### Task description
Among the records that follow, how many lines contain the word "recorded"? Give the number and no other words.

Saved data entries:
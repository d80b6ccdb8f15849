//! Folder storage and completion reconciliation.
//!
//! Completing a task parks it in its owner's completed holding folder and
//! records where it came from; undoing the completion moves it back. The
//! holding folder is resolved per owner and created on first use, inside the
//! same transaction as the move that needs it.

use crate::error::CoreError;
use crate::models::{Folder, Task};
use crate::repository::{is_unique_violation, SqliteRepository};
use async_trait::async_trait;
use chrono::{DateTime, Utc};
use sqlx::{Sqlite, Transaction};
use tracing::debug;
use uuid::Uuid;

const COMPLETED_FOLDER_NAME: &str = "Completed";

/// Ordinal placing the holding folder after any user-created folder.
const COMPLETED_FOLDER_ORDINAL: i64 = i64::MAX;

#[async_trait]
impl super::FolderRepository for SqliteRepository {
    async fn add_folder(&self, owner_id: Uuid, name: String, ordinal: i64) -> Result<Folder, CoreError> {
        let folder = Folder {
            id: Uuid::now_v7(),
            owner_id,
            name,
            ordinal,
            is_completed_holder: false,
            created_at: self.clock().now(),
        };

        sqlx::query(
            r#"INSERT INTO folders (id, owner_id, name, ordinal, is_completed_holder, created_at)
            VALUES ($1, $2, $3, $4, $5, $6)"#,
        )
        .bind(folder.id)
        .bind(folder.owner_id)
        .bind(&folder.name)
        .bind(folder.ordinal)
        .bind(folder.is_completed_holder)
        .bind(folder.created_at)
        .execute(self.pool())
        .await?;

        Ok(folder)
    }

    async fn find_folders_for_owner(&self, owner_id: Uuid) -> Result<Vec<Folder>, CoreError> {
        let folders = sqlx::query_as(
            "SELECT * FROM folders WHERE owner_id = $1 ORDER BY ordinal, created_at",
        )
        .bind(owner_id)
        .fetch_all(self.pool())
        .await?;
        Ok(folders)
    }

    async fn ensure_completed_folder(&self, owner_id: Uuid) -> Result<Folder, CoreError> {
        let mut tx = self.pool().begin().await?;
        let folder = Self::ensure_completed_folder_in_tx(&mut tx, owner_id, self.clock().now()).await?;
        tx.commit().await?;
        Ok(folder)
    }
}

impl SqliteRepository {
    /// Resolves the owner's completed holding folder inside a transaction,
    /// creating it on first use. A concurrent creation loses the insert to
    /// the per-owner unique index and re-reads the winner's row.
    pub(crate) async fn ensure_completed_folder_in_tx(
        tx: &mut Transaction<'_, Sqlite>,
        owner_id: Uuid,
        now: DateTime<Utc>,
    ) -> Result<Folder, CoreError> {
        let existing: Option<Folder> = sqlx::query_as(
            "SELECT * FROM folders WHERE owner_id = $1 AND is_completed_holder = 1",
        )
        .bind(owner_id)
        .fetch_optional(&mut **tx)
        .await?;

        if let Some(folder) = existing {
            return Ok(folder);
        }

        let folder = Folder {
            id: Uuid::now_v7(),
            owner_id,
            name: COMPLETED_FOLDER_NAME.to_string(),
            ordinal: COMPLETED_FOLDER_ORDINAL,
            is_completed_holder: true,
            created_at: now,
        };

        let inserted = sqlx::query(
            r#"INSERT INTO folders (id, owner_id, name, ordinal, is_completed_holder, created_at)
            VALUES ($1, $2, $3, $4, $5, $6)"#,
        )
        .bind(folder.id)
        .bind(folder.owner_id)
        .bind(&folder.name)
        .bind(folder.ordinal)
        .bind(folder.is_completed_holder)
        .bind(folder.created_at)
        .execute(&mut **tx)
        .await;

        match inserted {
            Ok(_) => {
                debug!(owner_id = %owner_id, folder_id = %folder.id, "created completed folder");
                Ok(folder)
            }
            Err(err) if is_unique_violation(&err) => {
                let folder = sqlx::query_as(
                    "SELECT * FROM folders WHERE owner_id = $1 AND is_completed_holder = 1",
                )
                .bind(owner_id)
                .fetch_one(&mut **tx)
                .await?;
                Ok(folder)
            }
            Err(err) => Err(err.into()),
        }
    }

    /// Records the task's current location and moves it into the owner's
    /// completed holding folder. Returns the task with its new location.
    pub(crate) async fn move_to_completed_holder(
        tx: &mut Transaction<'_, Sqlite>,
        task: &Task,
        now: DateTime<Utc>,
    ) -> Result<Task, CoreError> {
        let holder = Self::ensure_completed_folder_in_tx(tx, task.owner_id, now).await?;

        let moved: Task = sqlx::query_as(
            r#"UPDATE tasks
            SET previous_folder_id = folder_id, folder_id = $1, updated_at = $2
            WHERE id = $3
            RETURNING *"#,
        )
        .bind(holder.id)
        .bind(now)
        .bind(task.id)
        .fetch_one(&mut **tx)
        .await?;

        debug!(task_id = %task.id, folder_id = %holder.id, "moved task to completed folder");
        Ok(moved)
    }

    /// Moves a task out of the holding folder: back to its recorded previous
    /// location, or to the owner's lowest-ordinal regular folder if that
    /// location has been deleted meanwhile.
    pub(crate) async fn restore_previous_folder(
        tx: &mut Transaction<'_, Sqlite>,
        task: &Task,
        now: DateTime<Utc>,
    ) -> Result<Task, CoreError> {
        let recorded: Option<Folder> = match task.previous_folder_id {
            Some(folder_id) => {
                sqlx::query_as("SELECT * FROM folders WHERE id = $1")
                    .bind(folder_id)
                    .fetch_optional(&mut **tx)
                    .await?
            }
            None => None,
        };

        let destination = match recorded {
            Some(folder) => Some(folder),
            None => {
                sqlx::query_as(
                    r#"SELECT * FROM folders
                    WHERE owner_id = $1 AND is_completed_holder = 0
                    ORDER BY ordinal, created_at
                    LIMIT 1"#,
                )
                .bind(task.owner_id)
                .fetch_optional(&mut **tx)
                .await?
            }
        };

        let restored: Task = sqlx::query_as(
            r#"UPDATE tasks
            SET folder_id = $1, previous_folder_id = NULL, updated_at = $2
            WHERE id = $3
            RETURNING *"#,
        )
        .bind(destination.map(|f| f.id))
        .bind(now)
        .bind(task.id)
        .fetch_one(&mut **tx)
        .await?;

        Ok(restored)
    }
}
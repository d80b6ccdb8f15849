//! Pure interval-schedule window expansion.
//!
//! A maintenance schedule is a month stride from a first due date. This
//! module computes which period dates of a schedule fall inside a requested
//! window; the repository layer materializes instances for them idempotently.

use chrono::{Datelike, NaiveDate};

use crate::models::{IntervalMonths, MaintenanceSchedule};
use crate::recurrence::add_months;

/// The schedule's period dates inside `[window_start, window_end]`, in
/// ascending order. The k-th period date is `first_due_date + k * interval`
/// months, with month addition clamping to month ends (a schedule first due
/// Jan 31 is due Feb 29, Mar 31, ...).
///
/// Restartable and side-effect free: overlapping windows simply re-yield the
/// overlapping dates.
pub fn occurrence_dates(
    first_due_date: NaiveDate,
    interval: IntervalMonths,
    window_start: NaiveDate,
    window_end: NaiveDate,
) -> Vec<NaiveDate> {
    if window_end < window_start || window_end < first_due_date {
        return Vec::new();
    }

    let step = interval.months();
    let mut k = starting_period(first_due_date, window_start, step);
    let mut dates = Vec::new();
    loop {
        let candidate = add_months(first_due_date, k * step);
        if candidate > window_end {
            break;
        }
        if candidate >= window_start {
            dates.push(candidate);
        }
        // Month addition saturates at the calendar limit; once it does,
        // later periods cannot advance past the window end.
        if candidate == NaiveDate::MAX {
            break;
        }
        k += 1;
    }
    dates
}

impl MaintenanceSchedule {
    pub fn occurrence_dates(&self, window_start: NaiveDate, window_end: NaiveDate) -> Vec<NaiveDate> {
        occurrence_dates(self.first_due_date, self.interval_months, window_start, window_end)
    }
}

/// First period index worth examining for a window. Backs up one period from
/// the whole-month estimate so day-of-month offsets cannot skip a date that
/// actually falls inside the window; the caller's `>= window_start` filter
/// drops the extras.
fn starting_period(first_due_date: NaiveDate, window_start: NaiveDate, step: u32) -> u32 {
    if window_start <= first_due_date {
        return 0;
    }
    let months = (window_start.year() - first_due_date.year()) * 12
        + window_start.month() as i32
        - first_due_date.month() as i32;
    let periods = months / step as i32 - 1;
    periods.max(0) as u32
}

#[cfg(test)]
mod tests {
    use super::*;

    fn date(y: i32, m: u32, d: u32) -> NaiveDate {
        NaiveDate::from_ymd_opt(y, m, d).unwrap()
    }

    #[test]
    fn quarterly_schedule_yields_single_date_in_month_window() {
        let dates = occurrence_dates(
            date(2024, 1, 15),
            IntervalMonths::Quarterly,
            date(2024, 7, 1),
            date(2024, 7, 31),
        );
        assert_eq!(dates, vec![date(2024, 7, 15)]);
    }

    #[test]
    fn window_containing_first_due_date_includes_it() {
        let dates = occurrence_dates(
            date(2024, 1, 15),
            IntervalMonths::Monthly,
            date(2024, 1, 1),
            date(2024, 3, 31),
        );
        assert_eq!(dates, vec![date(2024, 1, 15), date(2024, 2, 15), date(2024, 3, 15)]);
    }

    #[test]
    fn window_before_first_due_date_is_empty() {
        let dates = occurrence_dates(
            date(2024, 6, 1),
            IntervalMonths::Monthly,
            date(2024, 1, 1),
            date(2024, 5, 31),
        );
        assert!(dates.is_empty());
    }

    #[test]
    fn month_end_first_due_clamps_per_period() {
        let dates = occurrence_dates(
            date(2024, 1, 31),
            IntervalMonths::Monthly,
            date(2024, 2, 1),
            date(2024, 4, 30),
        );
        assert_eq!(dates, vec![date(2024, 2, 29), date(2024, 3, 31), date(2024, 4, 30)]);
    }

    #[test]
    fn annual_schedule_skips_years_without_periods() {
        // First due mid-2023; a 2024 window before the anniversary is empty.
        let dates = occurrence_dates(
            date(2023, 8, 10),
            IntervalMonths::Annual,
            date(2024, 1, 1),
            date(2024, 7, 31),
        );
        assert!(dates.is_empty());

        let dates = occurrence_dates(
            date(2023, 8, 10),
            IntervalMonths::Annual,
            date(2024, 8, 1),
            date(2024, 8, 31),
        );
        assert_eq!(dates, vec![date(2024, 8, 10)]);
    }

    #[test]
    fn window_start_on_period_date_keeps_it() {
        let dates = occurrence_dates(
            date(2024, 1, 15),
            IntervalMonths::SemiAnnual,
            date(2024, 7, 15),
            date(2025, 1, 15),
        );
        assert_eq!(dates, vec![date(2024, 7, 15), date(2025, 1, 15)]);
    }

    #[test]
    fn inverted_window_is_empty() {
        let dates = occurrence_dates(
            date(2024, 1, 15),
            IntervalMonths::Monthly,
            date(2024, 7, 31),
            date(2024, 7, 1),
        );
        assert!(dates.is_empty());
    }

    #[test]
    fn window_reaching_calendar_limit_terminates() {
        // Month addition saturates at the calendar limit; the expansion must
        // still finish instead of yielding the limit date forever.
        let dates = occurrence_dates(
            date(2024, 1, 15),
            IntervalMonths::Annual,
            NaiveDate::MAX,
            NaiveDate::MAX,
        );
        assert!(dates.len() <= 1);
    }

    #[test]
    fn expansion_is_deterministic_for_repeated_windows() {
        let run = || {
            occurrence_dates(
                date(2024, 1, 15),
                IntervalMonths::Bimonthly,
                date(2024, 3, 1),
                date(2024, 9, 30),
            )
        };
        assert_eq!(run(), run());
        assert_eq!(run(), vec![date(2024, 3, 15), date(2024, 5, 15), date(2024, 7, 15), date(2024, 9, 15)]);
    }
}
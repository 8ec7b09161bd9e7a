// src/ingest/providers/news_api.rs
use serde::Deserialize;
use serde_json::Value;
use std::sync::Arc;

use crate::error::IngestError;
use crate::ingest::config::SourceConfig;
use crate::ingest::types::{FetchJob, NewArticle, SourceAdapter};

const DEFAULT_ENDPOINT: &str = "https://newsapi.org/v2/everything";

#[derive(Debug, Deserialize)]
struct Payload {
    articles: Vec<Item>,
}

#[derive(Debug, Deserialize)]
struct Item {
    title: Option<String>,
    url: Option<String>,
    description: Option<String>,
    source: Option<ItemSource>,
    author: Option<String>,
}

#[derive(Debug, Deserialize)]
struct ItemSource {
    name: Option<String>,
}

pub struct NewsApiAdapter {
    config: SourceConfig,
}

impl NewsApiAdapter {
    pub const KEY: &'static str = "news_api";

    pub fn new(config: SourceConfig) -> Arc<dyn SourceAdapter> {
        Arc::new(Self { config })
    }
}

impl SourceAdapter for NewsApiAdapter {
    fn key(&self) -> &'static str {
        Self::KEY
    }

    fn name(&self) -> &'static str {
        "NewsAPI"
    }

    fn plan_fetch(&self) -> Result<FetchJob, IngestError> {
        let api_key = self.config.api_key().ok_or_else(|| {
            IngestError::config(
                self.name(),
                "the API key is missing; set NEWSAPI_API_KEY or news_api.api_key",
            )
        })?;

        // NewsAPI rejects requests without a search query.
        let q_present = self
            .config
            .param("q")
            .map(|v| !v.is_empty())
            .unwrap_or(false);
        if !q_present {
            return Err(IngestError::config(
                self.name(),
                "the 'q' parameter is required and cannot be empty",
            ));
        }

        let mut params: Vec<(String, String)> = self
            .config
            .parameters
            .iter()
            .map(|(k, v)| (k.clone(), v.to_query_value()))
            .collect();
        params.push(("apiKey".to_string(), api_key.to_string()));

        Ok(FetchJob {
            source_key: Self::KEY.to_string(),
            endpoint: self.config.endpoint_or(DEFAULT_ENDPOINT),
            params,
        })
    }

    fn normalize(&self, payload: &Value) -> Result<Vec<NewArticle>, IngestError> {
        let parsed: Payload = serde_json::from_value(payload.clone())
            .map_err(|e| IngestError::normalization(self.name(), e.to_string()))?;

        let mut out = Vec::with_capacity(parsed.articles.len());
        for item in parsed.articles {
            let (Some(url), Some(title)) = (item.url, item.title) else {
                tracing::warn!(provider = self.name(), "skipping article without url or title");
                continue;
            };
            out.push(NewArticle {
                title,
                url,
                source: item
                    .source
                    .and_then(|s| s.name)
                    .unwrap_or_else(|| self.name().to_string()),
                description: item.description,
                author: item.author,
            });
        }
        Ok(out)
    }
}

### Written answer
3